Quando tempo sarà di ritornare a Voi, mio Dio, vorrei splendesse un giorno di siepi polverose. Sceglierei, come in terra, una strada ove andare a mio talento, divagando, verso il vostro paradiso straripante di stelle in pieno giorno.
Col mio bastone andrò lungo la via maestra e agli asini dirò, miei grandi amici: lo sono Francis Jammes e vado in Paradiso, che non c’è inferno al paese di Dio. Dirò: del cielo azzurro soavi amici, venite, accompagnatemi, povere bestie che girando il muso o con colpi di orecchie vi schermite da fruste, e mosche, e api.

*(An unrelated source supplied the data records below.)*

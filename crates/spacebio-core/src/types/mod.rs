//! # Core Type Definitions
//!
//! This module contains the record schema shared by the catalog, the filter
//! engine and the facet table:
//! - Record identifiers (`RecordId`)
//! - Closed facet enumerations (`Category`, `Mission`)
//! - The publication entity (`Record`)
//! - Error types (`SpaceBioError`)
//!
//! ## Single Declaration
//!
//! Category and mission identifiers are declared once, here. The facet table
//! and the record schema both use these enums, so a record can never carry a
//! value that the facet sidebar does not offer.

use crate::actions::ActionKind;
use chrono::NaiveDate;
use serde::{Deserialize, Deserializer, Serialize};
use std::collections::BTreeSet;
use std::fmt;
use std::str::FromStr;
use thiserror::Error;

// =============================================================================
// RECORD IDENTIFIER
// =============================================================================

/// Unique identifier of a publication record.
/// Stable for the lifetime of the catalog that holds it.
#[derive(Debug, Clone, Copy, PartialEq, Eq, PartialOrd, Ord, Hash, Serialize, Deserialize)]
pub struct RecordId(pub u64);

impl fmt::Display for RecordId {
    fn fmt(&self, f: &mut fmt::Formatter<'_>) -> fmt::Result {
        write!(f, "{}", self.0)
    }
}

// =============================================================================
// FACET IDENTIFIERS
// =============================================================================

/// Normalize a display label into a facet identifier.
///
/// Lower-cases the label and replaces every run of whitespace with a single
/// hyphen: `"Task Book Grants"` becomes `"task-book-grants"`.
pub fn normalize_facet_id(label: &str) -> String {
    let mut out = String::with_capacity(label.len());
    let mut in_whitespace = false;
    for ch in label.chars() {
        if ch.is_whitespace() {
            if !in_whitespace {
                out.push('-');
            }
            in_whitespace = true;
        } else {
            in_whitespace = false;
            out.extend(ch.to_lowercase());
        }
    }
    out
}

/// Content category of a record (the "Content Type" facet).
#[derive(Debug, Clone, Copy, PartialEq, Eq, PartialOrd, Ord, Hash, Serialize, Deserialize)]
pub enum Category {
    #[serde(rename = "Research Papers")]
    ResearchPapers,
    #[serde(rename = "OSDR Data")]
    OsdrData,
    #[serde(rename = "Task Book Grants")]
    TaskBookGrants,
}

impl Category {
    /// Every category, in facet display order.
    pub const ALL: [Category; 3] = [
        Category::ResearchPapers,
        Category::OsdrData,
        Category::TaskBookGrants,
    ];

    /// Human-readable label, also the record's `type` field.
    #[must_use]
    pub const fn label(self) -> &'static str {
        match self {
            Self::ResearchPapers => "Research Papers",
            Self::OsdrData => "OSDR Data",
            Self::TaskBookGrants => "Task Book Grants",
        }
    }

    /// Facet identifier: the label lower-cased with whitespace hyphenated.
    #[must_use]
    pub const fn facet_id(self) -> &'static str {
        match self {
            Self::ResearchPapers => "research-papers",
            Self::OsdrData => "osdr-data",
            Self::TaskBookGrants => "task-book-grants",
        }
    }

    /// Display count shown next to the facet.
    ///
    /// These are static figures for the full archive, not counts of the
    /// loaded catalog.
    #[must_use]
    pub const fn declared_count(self) -> u32 {
        match self {
            Self::ResearchPapers => 608,
            Self::OsdrData => 234,
            Self::TaskBookGrants => 89,
        }
    }

    /// Resolve a display label ("OSDR Data") or identifier ("osdr-data").
    #[must_use]
    pub fn from_label(label: &str) -> Option<Self> {
        let id = normalize_facet_id(label.trim());
        Self::ALL.into_iter().find(|c| c.facet_id() == id)
    }
}

impl fmt::Display for Category {
    fn fmt(&self, f: &mut fmt::Formatter<'_>) -> fmt::Result {
        f.write_str(self.label())
    }
}

impl FromStr for Category {
    type Err = SpaceBioError;

    fn from_str(s: &str) -> Result<Self, Self::Err> {
        Self::ALL
            .into_iter()
            .find(|c| c.facet_id() == s)
            .ok_or_else(|| SpaceBioError::UnknownFacet(s.to_string()))
    }
}

impl TryFrom<&str> for Category {
    type Error = SpaceBioError;

    /// Parse a display label (or identifier), see [`Category::from_label`].
    fn try_from(label: &str) -> Result<Self, Self::Error> {
        Self::from_label(label).ok_or_else(|| SpaceBioError::UnknownFacet(label.to_string()))
    }
}

/// Mission category tag (the "Mission Type" facet).
#[derive(Debug, Clone, Copy, PartialEq, Eq, PartialOrd, Ord, Hash, Serialize, Deserialize)]
#[serde(rename_all = "kebab-case")]
pub enum Mission {
    Mars,
    Moon,
    Iss,
    DeepSpace,
}

impl Mission {
    /// Every mission, in facet display order.
    pub const ALL: [Mission; 4] = [
        Mission::Mars,
        Mission::Moon,
        Mission::Iss,
        Mission::DeepSpace,
    ];

    #[must_use]
    pub const fn facet_id(self) -> &'static str {
        match self {
            Self::Mars => "mars",
            Self::Moon => "moon",
            Self::Iss => "iss",
            Self::DeepSpace => "deep-space",
        }
    }

    #[must_use]
    pub const fn label(self) -> &'static str {
        match self {
            Self::Mars => "Mars Missions",
            Self::Moon => "Lunar Missions",
            Self::Iss => "International Space Station",
            Self::DeepSpace => "Deep Space Missions",
        }
    }

    /// Static display count, see [`Category::declared_count`].
    #[must_use]
    pub const fn declared_count(self) -> u32 {
        match self {
            Self::Mars => 45,
            Self::Moon => 32,
            Self::Iss => 156,
            Self::DeepSpace => 23,
        }
    }
}

impl fmt::Display for Mission {
    fn fmt(&self, f: &mut fmt::Formatter<'_>) -> fmt::Result {
        f.write_str(self.facet_id())
    }
}

impl FromStr for Mission {
    type Err = SpaceBioError;

    fn from_str(s: &str) -> Result<Self, Self::Err> {
        Self::ALL
            .into_iter()
            .find(|m| m.facet_id() == s)
            .ok_or_else(|| SpaceBioError::UnknownFacet(s.to_string()))
    }
}

// =============================================================================
// RECORD
// =============================================================================

/// Treat absent, null and blank identifiers alike: all become `None`.
fn blank_as_none<'de, D>(deserializer: D) -> Result<Option<String>, D::Error>
where
    D: Deserializer<'de>,
{
    let value = Option::<String>::deserialize(deserializer)?;
    Ok(value.filter(|s| !s.trim().is_empty()))
}

/// A publication record in the catalog.
///
/// `tags` keeps its display order; matching treats it as an unordered set.
/// External identifiers are either present and non-empty or `None`.
#[derive(Debug, Clone, PartialEq, Eq, Serialize, Deserialize)]
#[serde(rename_all = "camelCase")]
pub struct Record {
    pub id: RecordId,
    pub title: String,
    #[serde(rename = "type")]
    pub category: Category,
    pub authors: String,
    pub date: NaiveDate,
    #[serde(default)]
    pub journal: String,
    #[serde(rename = "abstract", default)]
    pub abstract_text: String,
    #[serde(default)]
    pub tags: Vec<String>,
    #[serde(default)]
    pub missions: BTreeSet<Mission>,
    #[serde(
        default,
        deserialize_with = "blank_as_none",
        skip_serializing_if = "Option::is_none"
    )]
    pub osdr_id: Option<String>,
    #[serde(
        default,
        deserialize_with = "blank_as_none",
        skip_serializing_if = "Option::is_none"
    )]
    pub grant_id: Option<String>,
    #[serde(
        default,
        deserialize_with = "blank_as_none",
        skip_serializing_if = "Option::is_none"
    )]
    pub doi: Option<String>,
}

impl Record {
    /// Create a record with the required fields; everything else empty.
    #[must_use]
    pub fn new(id: RecordId, title: impl Into<String>, category: Category, date: NaiveDate) -> Self {
        Self {
            id,
            title: title.into(),
            category,
            authors: String::new(),
            date,
            journal: String::new(),
            abstract_text: String::new(),
            tags: Vec::new(),
            missions: BTreeSet::new(),
            osdr_id: None,
            grant_id: None,
            doi: None,
        }
    }

    #[must_use]
    pub fn with_authors(mut self, authors: impl Into<String>) -> Self {
        self.authors = authors.into();
        self
    }

    #[must_use]
    pub fn with_journal(mut self, journal: impl Into<String>) -> Self {
        self.journal = journal.into();
        self
    }

    #[must_use]
    pub fn with_abstract(mut self, text: impl Into<String>) -> Self {
        self.abstract_text = text.into();
        self
    }

    #[must_use]
    pub fn with_tags<I, S>(mut self, tags: I) -> Self
    where
        I: IntoIterator<Item = S>,
        S: Into<String>,
    {
        self.tags = tags.into_iter().map(Into::into).collect();
        self
    }

    #[must_use]
    pub fn with_missions(mut self, missions: impl IntoIterator<Item = Mission>) -> Self {
        self.missions = missions.into_iter().collect();
        self
    }

    /// Set the OSDR identifier. Blank input leaves it absent.
    #[must_use]
    pub fn with_osdr_id(mut self, id: impl Into<String>) -> Self {
        self.osdr_id = non_blank(id.into());
        self
    }

    #[must_use]
    pub fn with_grant_id(mut self, id: impl Into<String>) -> Self {
        self.grant_id = non_blank(id.into());
        self
    }

    #[must_use]
    pub fn with_doi(mut self, doi: impl Into<String>) -> Self {
        self.doi = non_blank(doi.into());
        self
    }

    /// Present external identifiers as `(label, value)` pairs in display order.
    #[must_use]
    pub fn external_ids(&self) -> Vec<(&'static str, &str)> {
        [
            ("OSDR ID", self.osdr_id.as_deref()),
            ("Grant ID", self.grant_id.as_deref()),
            ("DOI", self.doi.as_deref()),
        ]
        .into_iter()
        .filter_map(|(label, value)| value.map(|v| (label, v)))
        .collect()
    }
}

fn non_blank(s: String) -> Option<String> {
    if s.trim().is_empty() { None } else { Some(s) }
}

// =============================================================================
// ERROR TYPES
// =============================================================================

/// Errors that can occur in the SpaceBio core.
///
/// Filtering itself never fails; these cover catalog loading, lookups,
/// facet parsing and the action board.
#[derive(Debug, Error)]
pub enum SpaceBioError {
    /// No record with this identifier exists in the catalog.
    #[error("Record not found: {0}")]
    RecordNotFound(RecordId),

    /// Two catalog entries share an identifier.
    #[error("Duplicate record id: {0}")]
    DuplicateRecord(RecordId),

    /// A facet identifier outside the closed enumerations.
    #[error("Unknown facet identifier: {0}")]
    UnknownFacet(String),

    /// A detail tab name outside the four known tabs.
    #[error("Unknown detail tab: {0}")]
    UnknownTab(String),

    /// A citation style other than plain text or BibTeX.
    #[error("Unknown citation style: {0}")]
    UnknownCitationStyle(String),

    /// An action name outside the known actions.
    #[error("Unknown action: {0}")]
    UnknownAction(String),

    /// The action is already pending; its control is disabled.
    #[error("Action already in progress: {0}")]
    ActionBusy(ActionKind),

    /// The action did not complete within its timeout.
    #[error("Action timed out: {0}")]
    ActionTimedOut(ActionKind),

    /// The action was cancelled before completion.
    #[error("Action cancelled: {0}")]
    ActionCancelled(ActionKind),

    /// The action's work failed before producing a payload.
    #[error("Action failed: {0}")]
    ActionFailed(ActionKind),

    /// Request input outside the accepted bounds.
    #[error("Invalid query: {0}")]
    InvalidQuery(String),

    /// The catalog payload is malformed or violates a catalog invariant.
    #[error("Invalid catalog: {0}")]
    InvalidCatalog(String),

    /// A configuration file could not be parsed.
    #[error("Invalid configuration: {0}")]
    InvalidConfig(String),

    /// A serialization or deserialization error occurred.
    #[error("Serialization error: {0}")]
    SerializationError(String),

    /// An I/O error occurred.
    #[error("I/O error: {0}")]
    IoError(String),
}

// =============================================================================
// TESTS
// =============================================================================

#[cfg(test)]
mod tests {
    use super::*;

    fn date(y: i32, m: u32, d: u32) -> NaiveDate {
        NaiveDate::from_ymd_opt(y, m, d).expect("valid date")
    }

    #[test]
    fn normalize_collapses_whitespace_runs() {
        assert_eq!(normalize_facet_id("Task Book Grants"), "task-book-grants");
        assert_eq!(normalize_facet_id("OSDR  \tData"), "osdr-data");
    }

    #[test]
    fn category_ids_are_normalized_labels() {
        for category in Category::ALL {
            assert_eq!(category.facet_id(), normalize_facet_id(category.label()));
        }
    }

    #[test]
    fn category_from_label_accepts_both_forms() {
        assert_eq!(Category::from_label("OSDR Data"), Some(Category::OsdrData));
        assert_eq!(Category::from_label("osdr-data"), Some(Category::OsdrData));
        assert_eq!(Category::from_label("Podcasts"), None);
        assert!(matches!(
            Category::try_from("Task Book Grants"),
            Ok(Category::TaskBookGrants)
        ));
        assert!(Category::try_from("Podcasts").is_err());
    }

    #[test]
    fn facet_ids_parse_back() {
        for mission in Mission::ALL {
            assert_eq!(mission.facet_id().parse::<Mission>().ok(), Some(mission));
        }
        assert!(matches!(
            "jupiter".parse::<Mission>(),
            Err(SpaceBioError::UnknownFacet(id)) if id == "jupiter"
        ));
    }

    #[test]
    fn record_json_uses_display_field_names() {
        let record = Record::new(RecordId(7), "Title", Category::OsdrData, date(2024, 7, 22))
            .with_missions([Mission::DeepSpace])
            .with_osdr_id("GLDS-401");

        let json = serde_json::to_value(&record).expect("serialize");
        assert_eq!(json["id"], 7);
        assert_eq!(json["type"], "OSDR Data");
        assert_eq!(json["date"], "2024-07-22");
        assert_eq!(json["missions"][0], "deep-space");
        assert_eq!(json["osdrId"], "GLDS-401");
        assert!(json.get("doi").is_none());
    }

    #[test]
    fn blank_external_ids_deserialize_as_absent() {
        let json = r#"{
            "id": 1, "title": "T", "type": "Research Papers", "authors": "A",
            "date": "2024-01-01", "doi": "", "grantId": "  ", "osdrId": null
        }"#;
        let record: Record = serde_json::from_str(json).expect("parse");
        assert_eq!(record.doi, None);
        assert_eq!(record.grant_id, None);
        assert_eq!(record.osdr_id, None);
        assert!(record.missions.is_empty());
    }

    #[test]
    fn builder_ignores_blank_ids() {
        let record =
            Record::new(RecordId(1), "T", Category::ResearchPapers, date(2024, 1, 1)).with_doi("");
        assert!(record.external_ids().is_empty());
    }
}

Che vi compaia innanzi fra tutte quelle bestie che amo, perché abbassano la testa dolcemente, e fermandosi congiungono dignitosi e strazianti i piccoli piedi. Mi seguiranno migliaia di orecchie: di chi portò pesanti bigonce appese ai fianchi o tirò il carrozzone ai saltimbanchi o trabiccoli in latta e pennacchi, e altri che gravarono acciaccati bidoni, asine che zoppicarono, più gonfie di palloni, e altri che coprivano cenciosi mutandoni per via di piaghe gocciolanti, livide, in un cerchio di mosche testarde. Con questi asini, Dio, fate che a voi ritorni. E che in pace profonda angeli ci conducano.
Verso ruscelli ombrosi, e ridano ciliegie più lisce della guancia alle fanciulle, fate che in quel reame delle anime, curvo sull’acqua sacra io stia come gli asini a contemplare l’umile, la dolce povertà nell’amoroso specchio della vostra eternità.